* **TO DO**: Only the lines from the beginning of the data below through the line containing "1. **Strict RAG" belong in the response, each copied exactly.

Recorded data:

§ §

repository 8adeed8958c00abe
//! Configuration module for Kingbot.
//!
//! Handles loading and managing application settings, widget presentation and
//! prompt templates.

mod prompts;
mod settings;
mod ui;

pub use prompts::{ChatPrompts, Prompts, CONTEXT_PLACEHOLDER};
pub use settings::{
    EmbeddingSettings, GeneralSettings, HistorySettings, LogSettings, MemorySettings,
    OpenAISettings, PromptSettings, RagSettings, SessionSettings, Settings, VectorStoreSettings,
};
pub use ui::{MainSettings, QuickQuestion, RoleMap, SideSettings, UiSettings, QUICK_QUESTION_COUNT};
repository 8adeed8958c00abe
//! Prompt templates for Kingbot.
//!
//! Prompts can be customized by placing a `chat.toml` file in the custom prompts
//! directory. Templates use `{name}` placeholders.

use crate::error::{KingbotError, Result};
use serde::{Deserialize, Serialize};
use std::collections::HashMap;
use std::path::PathBuf;

/// Placeholder the retriever fills with passages.
pub const CONTEXT_PLACEHOLDER: &str = "{context}";

/// Collection of all prompt templates.
#[derive(Debug, Clone, Serialize, Deserialize, Default)]
#[serde(default)]
pub struct Prompts {
    pub chat: ChatPrompts,
    /// Custom variables from config, available in all prompts.
    #[serde(skip)]
    pub variables: HashMap<String, String>,
}

/// Prompts for the condense-plus-context chat engine.
#[derive(Debug, Clone, Serialize, Deserialize)]
#[serde(default)]
pub struct ChatPrompts {
    /// System prompt. Must contain `{context}`; `{today}` is also filled in.
    pub system: String,
    /// Rewrites a follow-up into a standalone question.
    /// Receives `{chat_history}` and `{question}`.
    pub condense: String,
    /// Wraps the retrieved passages before they replace `{context}`.
    /// Receives `{context_str}`.
    pub context: String,
}

impl Default for ChatPrompts {
    fn default() -> Self {
        Self {
            system: r#"### ROLE & PERSONA
You are **Kingbot**, the AI assistant for the SJSU MLK Jr. Library. Your tone is supportive, professional, and acts as a helpful peer mentor.
- Current Date: {today}

### INSTRUCTIONS & SAFETY
1. **Strict RAG Adherence:** Answer ONLY using the provided database context. Do not make assumptions or fabricate info.
2. **Zero Knowledge Fallback:** If the answer is not in the context, state you don't know and provide this URL: https://library.sjsu.edu/ask-librarian
3. **Prohibited Topics:** Do not mention celebrities, politicians, or heads of state (unless they are specific library faculty/admin found in context).
4. **No Creative Writing:** No stories, poems, code, or tweets.
5. **Length Limit:** STRICTLY keep responses under **300 words**
6. **Citations:** EVERY response must end with a reference URL from the source context.

### RESPONSE GUIDELINES
* **Emojis:** Use maximum 2 emojis where appropriate. 📚
* **Jokes:** Simple, safe, inclusive jokes are allowed.
* **Book Recs:** Do not recommend specific books. Refer users to search the database.

### SPECIFIC SCENARIOS
**A. Research & Topics:**
* FIRST, recommend **OneSearch** with this link: [OneSearch](https://csu-sjsu.primo.exlibrisgroup.com/discovery/search?vid=01CALS_SJO:01CALS_SJO&lang=en).
* SECOND, mention specialized databases (e.g., PubMed for health) ONLY after suggesting OneSearch.

**B. Library Hours (King Library vs. SJSU vs. Public):**
You must distinguish between:
1) King Library Building Hours
2) SJSU Affiliate hours (students/staff)
3) San Jose Public Library hours
*Note*: King Library is generally open 7 days a week, but SJSU and Public sections have different holiday closure rules.
*Instructions*: Prioritize hours for the week of {today}. If the user asks for hours outside the current week or if the information is missing, explicitly guide the user to the Library Hours page.
* Link: https://library.sjsu.edu/library-hours/library-hours

### FEW-SHOT EXAMPLES (Follow this style)

**User:** I need books on dementia.
**Kingbot:** Start broadly with [OneSearch](https://csu-sjsu.primo.exlibrisgroup.com/discovery/search?vid=01CALS_SJO:01CALS_SJO&lang=en). For specialized articles, try databases like PubMed or PsycINFO. 🧠
Source: https://library.sjsu.edu/databases

**User:** Is the library open on Christmas?
**Kingbot:** The King Library Building is closed on Dec 25 for the holiday. SJSU affiliates also have no access. Check the calendar: https://library.sjsu.edu/library-hours/library-hours
Source: https://library.sjsu.edu/calendar

**User:** Who is the President of the US?
**Kingbot:** I can only answer questions about the SJSU Library. Please ask a librarian here: https://library.sjsu.edu/ask-librarian 🏛️
Source: https://library.sjsu.edu/ask-librarian

{context}"#
                .to_string(),

            condense: r#"Given the following conversation between a user and an AI assistant and a follow up question from user,
rephrase the follow up question to be a standalone question.

Chat History:
{chat_history}
Follow Up Input: {question}
Standalone question:"#
                .to_string(),

            context: r#"The following are the context information for the user question.
--------------------
{context_str}
--------------------"#
                .to_string(),
        }
    }
}

impl ChatPrompts {
    /// Ensure the system prompt leaves room for retrieved passages.
    pub fn validate(&self) -> Result<()> {
        if !self.system.contains(CONTEXT_PLACEHOLDER) {
            return Err(KingbotError::Config(format!(
                "System prompt must contain the {} placeholder",
                CONTEXT_PLACEHOLDER
            )));
        }
        Ok(())
    }
}

impl Prompts {
    /// Load prompts from the default location, with optional custom directory and variables.
    pub fn load(
        custom_dir: Option<&str>,
        custom_variables: Option<&HashMap<String, String>>,
    ) -> Result<Self> {
        let mut prompts = Prompts::default();

        if let Some(vars) = custom_variables {
            prompts.variables = vars.clone();
        }

        if let Some(dir) = custom_dir {
            let custom_path = PathBuf::from(shellexpand::tilde(dir).to_string());

            let chat_path = custom_path.join("chat.toml");
            if chat_path.exists() {
                let content = std::fs::read_to_string(&chat_path)?;
                prompts.chat = toml::from_str(&content)?;
            }
        }

        prompts.chat.validate()?;
        Ok(prompts)
    }

    /// Render a prompt template with the given variables.
    pub fn render(template: &str, vars: &HashMap<String, String>) -> String {
        let mut result = template.to_string();
        for (key, value) in vars {
            result = result.replace(&format!("{{{}}}", key), value);
        }
        result
    }

    /// Render a prompt template with both provided variables and custom config variables.
    /// Provided variables take precedence over custom config variables.
    pub fn render_with_custom(&self, template: &str, vars: &HashMap<String, String>) -> String {
        let mut merged = self.variables.clone();
        for (key, value) in vars {
            merged.insert(key.clone(), value.clone());
        }
        Self::render(template, &merged)
    }
}
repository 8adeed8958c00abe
//! CLI module for Kingbot.

pub mod commands;
mod output;
pub mod preflight;

pub use output::Output;

use clap::{Parser, Subcommand};

/// Kingbot - SJSU Library chat assistant
///
/// Answers questions about the library from indexed library pages and records
/// every exchange with optional user feedback.
#[derive(Parser, Debug)]
#[command(name = "kingbot")]
#[command(version, about, long_about = None)]
pub struct Cli {
    /// Increase verbosity (-v for info, -vv for debug, -vvv for trace)
    #[arg(short, long, action = clap::ArgAction::Count, global = true)]
    pub verbose: u8,

    /// Path to configuration file
    #[arg(short, long, global = true)]
    pub config: Option<String>,

    #[command(subcommand)]
    pub command: Commands,
}

#[derive(Subcommand, Debug)]
pub enum Commands {
    /// Serve the chat widget and its JSON API
    Serve {
        /// Host to bind to
        #[arg(long, default_value = "127.0.0.1")]
        host: String,

        /// Port to bind to
        #[arg(short, long, default_value = "3000")]
        port: u16,
    },

    /// Chat with Kingbot in the terminal
    Chat,

    /// Index library pages from a JSONL file of {url, title, content} lines
    Ingest {
        /// Path to the JSONL file
        file: String,
    },

    /// Manage configuration
    Config {
        #[command(subcommand)]
        action: ConfigAction,
    },
}

#[derive(Subcommand, Debug)]
pub enum ConfigAction {
    /// Show current configuration
    Show,

    /// Show configuration file path
    Path,
}

#[cfg(test)]
mod tests {
    use super::*;

    #[test]
    fn test_parse_serve() {
        let cli = Cli::parse_from(["kingbot", "-vv", "serve", "--port", "8080"]);
        assert_eq!(cli.verbose, 2);
        match cli.command {
            Commands::Serve { host, port } => {
                assert_eq!(host, "127.0.0.1");
                assert_eq!(port, 8080);
            }
            other => panic!("unexpected command: {:?}", other),
        }
    }

    #[test]
    fn test_parse_ingest_with_config() {
        let cli = Cli::parse_from(["kingbot", "ingest", "pages.jsonl", "--config", "/tmp/k.toml"]);
        assert_eq!(cli.config.as_deref(), Some("/tmp/k.toml"));
        assert!(matches!(cli.command, Commands::Ingest { ref file } if file == "pages.jsonl"));
    }

    #[test]
    fn test_cli_definition_is_valid() {
        use clap::CommandFactory;
        Cli::command().debug_assert();
    }
}
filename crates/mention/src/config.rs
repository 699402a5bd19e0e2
use anyhow::{anyhow, Result};
use directories::{BaseDirs, ProjectDirs};
use figment::{
    providers::{Env, Format, Serialized, Toml},
    Figment,
};
use serde::{Deserialize, Serialize};
use std::path::{Path, PathBuf};

/// CLI configuration, merged from TOML files and `MENTION_*` environment
/// variables. GitHub credentials deliberately stay out of here: the
/// fallback loop snapshots the raw environment at request time instead.
#[derive(Debug, Deserialize, Serialize, Default)]
pub struct Config {
    /// Mention server origin used by server-mode fetches and the
    /// snapshot generator.
    pub base_url: Option<String>,
    /// Bind address for `mention serve`.
    pub bind: Option<String>,
    /// View template directory for the snapshot generator.
    pub views_dir: Option<PathBuf>,
}

impl Config {
    pub fn load(config_path: Option<PathBuf>) -> Result<Self> {
        let mut figment = Figment::new().merge(Serialized::defaults(Config::default()));

        let explicit_path = config_path.as_deref();
        if let Some(path) = explicit_path {
            if !path.exists() {
                return Err(anyhow!("Config file not found: {}", path.display()));
            }
        }

        for path in config_paths(explicit_path) {
            if path.exists() {
                figment = figment.merge(Toml::file(path));
            }
        }

        figment = figment.merge(Env::prefixed("MENTION_"));

        figment
            .extract()
            .map_err(|e| anyhow!("Failed to load config: {}", e))
    }
}

fn config_paths(explicit: Option<&Path>) -> Vec<PathBuf> {
    let mut paths = Vec::new();

    if let Some(path) = explicit {
        paths.push(path.to_path_buf());
        return paths;
    }

    if let Some(path) = get_project_config_path() {
        push_unique(&mut paths, path);
    }
    if let Some(path) = get_xdg_config_path() {
        push_unique(&mut paths, path);
    }
    if let Some(path) = get_local_config_path() {
        push_unique(&mut paths, path);
    }

    paths
}

fn push_unique(paths: &mut Vec<PathBuf>, path: PathBuf) {
    if !paths.contains(&path) {
        paths.push(path);
    }
}

fn get_project_config_path() -> Option<PathBuf> {
    ProjectDirs::from("", "", "mention").map(|d| d.config_dir().join("config.toml"))
}

fn get_xdg_config_path() -> Option<PathBuf> {
    if let Some(dir) = std::env::var_os("XDG_CONFIG_HOME") {
        return Some(PathBuf::from(dir).join("mention").join("config.toml"));
    }

    BaseDirs::new().map(|dirs| {
        dirs.home_dir()
            .join(".config")
            .join("mention")
            .join("config.toml")
    })
}

fn get_local_config_path() -> Option<PathBuf> {
    std::env::current_dir()
        .ok()
        .map(|dir| dir.join(".mention.toml"))
}
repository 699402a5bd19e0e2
use thiserror::Error;

/// Failure to normalize a raw payload into a [`crate::GithubResource`].
///
/// Normalization is all-or-nothing: a payload matching none of the known
/// GitHub shapes never yields a partially-typed value.
#[derive(Error, Debug)]
pub enum NormalizeError {
    #[error("expected a JSON object")]
    NotAnObject,

    #[error("unrecognized GitHub payload shape")]
    UnrecognizedShape,

    #[error("invalid normalized payload: {0}")]
    Invalid(#[from] serde_json::Error),
}
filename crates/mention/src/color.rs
use crate::cli::ColorChoice;
use std::io::IsTerminal;

/// Initialize color mode based on CLI choice and environment
pub fn init(choice: ColorChoice) {
    let should_color = match choice {
        ColorChoice::Always => true,
        ColorChoice::Never => false,
        ColorChoice::Auto => {
            // Respect NO_COLOR standard (https://no-color.org/)
            if std::env::var("NO_COLOR").is_ok() {
                false
            } else {
                std::io::stdout().is_terminal()
            }
        }
    };

    colored::control::set_override(should_color);
}
pub mod cache;
pub mod client;
pub mod error;
pub mod fallback;
pub mod tokens;

#[cfg(test)]
mod fallback_tests;

pub use cache::{ResourceCache, ResourceState};
pub use client::{rest_endpoint, FetchOptions, GithubClient};
pub use error::{GithubError, Result};
pub use fallback::{fetch_with_fallback, FetchOutcome};
pub use tokens::{candidate_tokens, env_snapshot, resolve_base_url, tokens_from_env};
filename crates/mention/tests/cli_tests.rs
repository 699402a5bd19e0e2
use assert_cmd::cargo::cargo_bin_cmd;
use predicates::prelude::*;
use serde_json::json;
use std::sync::atomic::{AtomicU16, Ordering};
use std::thread;
use std::time::{Duration, SystemTime, UNIX_EPOCH};

// Helper function to get an available port with atomic counter to avoid conflicts
static PORT_COUNTER: AtomicU16 = AtomicU16::new(52000);

fn get_available_port() -> u16 {
    PORT_COUNTER.fetch_add(1, Ordering::SeqCst)
}

// Helper to create a simple mock server answering one request
fn start_mock_server(port: u16, response_body: String) -> thread::JoinHandle<()> {
    thread::spawn(move || {
        use std::io::{Read, Write};
        use std::net::TcpListener;

        let bind_addr = format!("127.0.0.1:{}", port);
        let listener = match TcpListener::bind(&bind_addr) {
            Ok(l) => l,
            Err(_) => return, // Port already in use, exit gracefully
        };

        for stream in listener.incoming() {
            if let Ok(mut stream) = stream {
                let mut buffer = [0; 4096];
                if stream.read(&mut buffer).is_ok() {
                    let response = format!(
                        "HTTP/1.1 200 OK\r\nContent-Type: application/json\r\nContent-Length: {}\r\n\r\n{}",
                        response_body.len(),
                        response_body
                    );
                    let _ = stream.write_all(response.as_bytes());
                }
                // Exit after first request
                break;
            }
        }
    })
}

fn create_temp_dir() -> std::path::PathBuf {
    let mut dir = std::env::temp_dir();
    let nanos = SystemTime::now()
        .duration_since(UNIX_EPOCH)
        .unwrap()
        .as_nanos();
    dir.push(format!("mention-test-{}-{}", std::process::id(), nanos));
    std::fs::create_dir_all(&dir).unwrap();
    dir
}

fn raw_repo() -> serde_json::Value {
    json!({
        "id": 10270250,
        "name": "react",
        "full_name": "facebook/react",
        "owner": {
            "login": "facebook",
            "html_url": "https://github.com/facebook"
        },
        "html_url": "https://github.com/facebook/react",
        "stargazers_count": 220000,
        "forks_count": 45000,
        "open_issues_count": 1100,
        "language": "JavaScript",
        "private": false
    })
}

fn normalized_repo() -> serde_json::Value {
    json!({
        "kind": "repo",
        "id": 10270250,
        "name": "react",
        "full_name": "facebook/react",
        "html_url": "https://github.com/facebook/react",
        "stargazers_count": 220000,
        "forks_count": 45000,
        "open_issues_count": 1100,
        "visibility": "public",
        "owner": {
            "login": "facebook",
            "html_url": "https://github.com/facebook"
        }
    })
}

#[test]
fn test_help_command() {
    cargo_bin_cmd!("mention")
        .arg("--help")
        .assert()
        .success()
        .stdout(predicate::str::contains(
            "Fetch, normalize, and snapshot GitHub resources",
        ));
}

#[test]
fn test_version() {
    cargo_bin_cmd!("mention")
        .arg("--version")
        .assert()
        .success()
        .stdout(predicate::str::contains(env!("CARGO_PKG_VERSION")));
}

#[test]
fn test_parse_repo_url_text() {
    cargo_bin_cmd!("mention")
        .args(["parse", "https://github.com/facebook/react"])
        .assert()
        .success()
        .stdout(predicate::str::contains("repo"))
        .stdout(predicate::str::contains("facebook"));
}

#[test]
fn test_parse_pull_url_json() {
    let output = cargo_bin_cmd!("mention")
        .args([
            "--format",
            "json",
            "parse",
            "https://github.com/rust-lang/rust/pull/12345",
        ])
        .assert()
        .success()
        .get_output()
        .stdout
        .clone();

    let parsed: serde_json::Value = serde_json::from_slice(&output).unwrap();
    assert_eq!(parsed["kind"], "pull");
    assert_eq!(parsed["owner"], "rust-lang");
    assert_eq!(parsed["repo"], "rust");
    assert_eq!(parsed["number"], 12345);
}

#[test]
fn test_parse_unknown_url_still_succeeds() {
    let output = cargo_bin_cmd!("mention")
        .args(["--format", "json", "parse", "not a url at all"])
        .assert()
        .success()
        .get_output()
        .stdout
        .clone();

    let parsed: serde_json::Value = serde_json::from_slice(&output).unwrap();
    assert_eq!(parsed["kind"], "unknown");
}

#[test]
fn test_fetch_repo_from_api_override() {
    let port = get_available_port();
    let _server = start_mock_server(port, raw_repo().to_string());
    thread::sleep(Duration::from_millis(200));

    let output = cargo_bin_cmd!("mention")
        .args([
            "--format",
            "json",
            "fetch",
            "https://github.com/facebook/react",
        ])
        .env("GITHUB_API_URL", format!("http://127.0.0.1:{}", port))
        .timeout(Duration::from_secs(5))
        .assert()
        .success()
        .get_output()
        .stdout
        .clone();

    let resource: serde_json::Value = serde_json::from_slice(&output).unwrap();
    assert_eq!(resource["kind"], "repo");
    assert_eq!(resource["full_name"], "facebook/react");
    assert_eq!(resource["language"], "JavaScript");
}

#[test]
fn test_fetch_server_mode_without_base_url_fails() {
    cargo_bin_cmd!("mention")
        .args(["fetch", "https://github.com/facebook/react", "--server"])
        .env_remove("MENTION_BASE_URL")
        .env_remove("NEXT_PUBLIC_APP_URL")
        .env_remove("NEXT_PUBLIC_SITE_URL")
        .env_remove("APP_URL")
        .env_remove("NEXT_PUBLIC_VERCEL_URL")
        .env_remove("VERCEL_URL")
        .timeout(Duration::from_secs(5))
        .assert()
        .failure()
        .stderr(predicate::str::contains("no base origin configured"));
}

#[test]
fn test_fetch_invalid_url_fails_without_network() {
    cargo_bin_cmd!("mention")
        .args(["fetch", "https://example.com/not/github"])
        .timeout(Duration::from_secs(5))
        .assert()
        .failure()
        .stderr(predicate::str::contains("not a fetchable GitHub URL"));
}

#[test]
fn test_snapshot_json_output() {
    let port = get_available_port();
    let _server = start_mock_server(port, normalized_repo().to_string());
    thread::sleep(Duration::from_millis(200));

    let output = cargo_bin_cmd!("mention")
        .args([
            "--format",
            "json",
            "snapshot",
            "https://github.com/facebook/react",
            "--base-url",
            &format!("http://127.0.0.1:{}", port),
        ])
        .timeout(Duration::from_secs(5))
        .assert()
        .success()
        .get_output()
        .stdout
        .clone();

    let snapshot: serde_json::Value = serde_json::from_slice(&output).unwrap();
    assert_eq!(snapshot["slug"], "facebook-react");
    assert_eq!(snapshot["componentName"], "GithubMentionFacebookReact");
    assert!(snapshot["code"]
        .as_str()
        .unwrap()
        .starts_with("\"use client\";"));
    assert_eq!(snapshot["registry"]["name"], "github-mention-facebook-react");
}

#[test]
fn test_snapshot_writes_output_directory() {
    let port = get_available_port();
    let _server = start_mock_server(port, normalized_repo().to_string());
    thread::sleep(Duration::from_millis(200));

    let temp_dir = create_temp_dir();
    cargo_bin_cmd!("mention")
        .args([
            "snapshot",
            "https://github.com/facebook/react",
            "--base-url",
            &format!("http://127.0.0.1:{}", port),
            "--out",
            temp_dir.to_str().unwrap(),
        ])
        .timeout(Duration::from_secs(5))
        .assert()
        .success()
        .stdout(predicate::str::contains("Wrote"));

    let component = temp_dir.join("github-mention-facebook-react.tsx");
    let manifest = temp_dir.join("github-mention-facebook-react.json");
    assert!(component.exists());
    assert!(manifest.exists());

    let code = std::fs::read_to_string(&component).unwrap();
    assert!(code.contains("export function GithubMentionFacebookReact()"));

    let _ = std::fs::remove_dir_all(&temp_dir);
}

#[test]
fn test_completions_generate() {
    cargo_bin_cmd!("mention")
        .args(["completions", "bash"])
        .assert()
        .success()
        .stdout(predicate::str::contains("mention"));
}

§ §

* **TASK ANSWER**:
repository 8adeed8958c00abe
//! Configuration module for Kingbot.
//!
//! Handles loading and managing application settings, widget presentation and
//! prompt templates.

mod prompts;
mod settings;
mod ui;

pub use prompts::{ChatPrompts, Prompts, CONTEXT_PLACEHOLDER};
pub use settings::{
    EmbeddingSettings, GeneralSettings, HistorySettings, LogSettings, MemorySettings,
    OpenAISettings, PromptSettings, RagSettings, SessionSettings, Settings, VectorStoreSettings,
};
pub use ui::{MainSettings, QuickQuestion, RoleMap, SideSettings, UiSettings, QUICK_QUESTION_COUNT};
repository 8adeed8958c00abe
//! Prompt templates for Kingbot.
//!
//! Prompts can be customized by placing a `chat.toml` file in the custom prompts
//! directory. Templates use `{name}` placeholders.

use crate::error::{KingbotError, Result};
use serde::{Deserialize, Serialize};
use std::collections::HashMap;
use std::path::PathBuf;

/// Placeholder the retriever fills with passages.
pub const CONTEXT_PLACEHOLDER: &str = "{context}";

/// Collection of all prompt templates.
#[derive(Debug, Clone, Serialize, Deserialize, Default)]
#[serde(default)]
pub struct Prompts {
    pub chat: ChatPrompts,
    /// Custom variables from config, available in all prompts.
    #[serde(skip)]
    pub variables: HashMap<String, String>,
}

/// Prompts for the condense-plus-context chat engine.
#[derive(Debug, Clone, Serialize, Deserialize)]
#[serde(default)]
pub struct ChatPrompts {
    /// System prompt. Must contain `{context}`; `{today}` is also filled in.
    pub system: String,
    /// Rewrites a follow-up into a standalone question.
    /// Receives `{chat_history}` and `{question}`.
    pub condense: String,
    /// Wraps the retrieved passages before they replace `{context}`.
    /// Receives `{context_str}`.
    pub context: String,
}

impl Default for ChatPrompts {
    fn default() -> Self {
        Self {
            system: r#"### ROLE & PERSONA
You are **Kingbot**, the AI assistant for the SJSU MLK Jr. Library. Your tone is supportive, professional, and acts as a helpful peer mentor.
- Current Date: {today}

### INSTRUCTIONS & SAFETY
1. **Strict RAG Adherence:** Answer ONLY using the provided database context. Do not make assumptions or fabricate info.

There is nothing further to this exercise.